Another issue that affects Hawaii and Alaska involves changes that were made to 38 USC 1151, Benefits for persons disabled by treatment of vocational rehabilitation. With the change the only facilities covered by the law are those over which the Secretary of Veterans Affairs has direct jurisdiction or Government Facilities contracted by the Secretary. Tripler Army Medical Center and other medical facilities in Hawaii, such as Straub, Queens and St Francis do not qualify. This means that in the unlikely event that a veteran is disabled or their death is caused by hospital care, medical or surgical treatment, or examination in any medical facility that VA refers the veteran to in Hawaii, he or she will not be covered under 38 USC 1151. The definition as listed in 38 USC 1701 (3), of who is covered by the law should be changed so that veterans in Hawaii are afforded the same protection as veterans who receive VA medical care in VA facilities on the mainland. Hawaii's veterans must have the same right of redress as veterans treated at mainland VA facilities. They too must be able to apply for and be granted compensation for injuries and not forced to pursue legal action against the facility. Only a modification of the law can address this issue. We ask the committee to consider including VA referrals to medical facilities that provide surgical and medical treatment in Hawaii and Alaska under 38 USC 1701 (3).

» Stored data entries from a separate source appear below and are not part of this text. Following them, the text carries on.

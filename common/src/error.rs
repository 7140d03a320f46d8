use std::{io, path::PathBuf, time::Duration};

use thiserror::Error;

/// Why an inbound radio packet was dropped.
#[derive(Debug, Clone, PartialEq, Error)]
pub enum TelemetryError {
    #[error("empty packet")]
    Empty,
    #[error("packet is not valid utf-8")]
    NotUtf8,
    #[error("packet of {len} bytes exceeds the {max} byte limit")]
    TooLong { len: usize, max: usize },
    #[error("missing ':' separator")]
    MissingSeparator,
    #[error("unknown label `{0}`")]
    UnknownLabel(String),
    #[error("invalid numeric payload `{0}`")]
    InvalidNumber(String),
    #[error("{label} value {value} outside {min}..={max}")]
    OutOfRange {
        label: &'static str,
        value: f32,
        min: f32,
        max: f32,
    },
}

#[derive(Debug, Clone, PartialEq, Error)]
pub enum CommandError {
    #[error("valve command {0} outside 0..=100 percent")]
    InvalidPercent(f32),
    #[error("actuator is still homing")]
    NotHomed,
}

#[derive(Debug, Error)]
pub enum ConfigError {
    #[error("failed to read config {}: {source}", path.display())]
    Io {
        path: PathBuf,
        #[source]
        source: io::Error,
    },
    #[error("failed to parse config {}: {source}", path.display())]
    Parse {
        path: PathBuf,
        #[source]
        source: serde_json::Error,
    },
}

#[derive(Debug, Error)]
pub enum RadioError {
    #[error("radio transport failed to initialize: {0}")]
    InitFailed(String),
    #[error("radio transport did not come up within {0:?}")]
    Timeout(Duration),
    #[error("radio subscribe failed: {0}")]
    Subscribe(String),
}
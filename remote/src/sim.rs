//! Simulated hardware for running the remote node on a desktop.

use std::sync::atomic::{AtomicBool, Ordering};

use radiator_common::{
    hal::{ButtonInputs, TemperatureProbe},
    types::PROBE_DISCONNECTED_C,
    Button, TemperatureSample,
};

/// Probe that drifts in a small sawtooth and drops out every `disconnect_every` reads.
pub struct SimulatedProbe {
    tick: u64,
    base_c: f32,
    disconnect_every: u64,
}

impl SimulatedProbe {
    pub fn new(base_c: f32, disconnect_every: u64) -> Self {
        Self {
            tick: 0,
            base_c,
            disconnect_every,
        }
    }

    fn raw_reading(&self) -> f32 {
        if self.disconnect_every > 0 && self.tick % self.disconnect_every == 0 {
            return PROBE_DISCONNECTED_C;
        }
        self.base_c + (self.tick % 8) as f32 * 0.2
    }
}

impl TemperatureProbe for SimulatedProbe {
    fn read(&mut self) -> TemperatureSample {
        self.tick = self.tick.saturating_add(1);
        TemperatureSample::from_raw_celsius(self.raw_reading())
    }
}

/// Raw button levels, written by the HTTP surface and sampled like GPIO pins.
#[derive(Default)]
pub struct ButtonLevels {
    levels: [AtomicBool; 2],
}

impl ButtonLevels {
    pub fn set(&self, button: Button, asserted: bool) {
        self.levels[button.index()].store(asserted, Ordering::Relaxed);
    }
}

impl ButtonInputs for ButtonLevels {
    fn is_asserted(&self, button: Button) -> bool {
        self.levels[button.index()].load(Ordering::Relaxed)
    }
}

#[cfg(test)]
mod tests {
    use super::*;
    use pretty_assertions::assert_eq;

    #[test]
    fn probe_reports_periodic_disconnects() {
        let mut probe = SimulatedProbe::new(19.0, 4);
        let samples: Vec<_> = (0..8).map(|_| probe.read()).collect();

        assert!(
            matches!(samples[0], TemperatureSample::Celsius(c) if (c - 19.2).abs() < 1e-4),
            "{:?}",
            samples[0]
        );
        assert_eq!(samples[3], TemperatureSample::Disconnected);
        assert_eq!(samples[7], TemperatureSample::Disconnected);
        assert_eq!(
            samples.iter().filter(|sample| sample.is_connected()).count(),
            6
        );
    }

    #[test]
    fn button_levels_are_independent() {
        let levels = ButtonLevels::default();
        levels.set(Button::Down, true);

        assert!(levels.is_asserted(Button::Down));
        assert!(!levels.is_asserted(Button::Up));
    }
}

Hawaii's neighbor islands must be offered the same level of medical care and services as veterans located on Oahu. Presently neighbor island veterans wait long periods to be scheduled for specialty medical care. With the use of Tel-a-medicine, this problem is being addressed, never the less, implementation has been slow. Veterans have been known to wait several months before they see a specialist. We can and must do better in supporting these veterans. Additionally, VA should consider contracting dental care on the neighbor islands. With rising airline fairs, contract dentist may save veterans time and the VA much needed dollars that can be reallocated to other needed medical services, such as orthopedic or mental health services.
As you are aware, Hawaii will be receiving thousands of its returning National Guardsmen and Reservist. As Director of the Office of Veterans Services and a Vietnam combat veteran I want these returning military members to be able to access medical and benefit services in a timely manner. We ask that VA Health and Benefits Administrations be adequately staffed to provide medical care and benefit services to all veterans who make Hawaii their home. I know this involves dollars, however, as an organization that supports our veterans, we must acquire funds to complete the job. We must take care of our veterans. We must continue to support our troops, our veterans, and our citizens ? after all they are our most Patriotic Americans.
I thank the committee for this opportunity to speak on this matter and I will respond to any questions that you may have.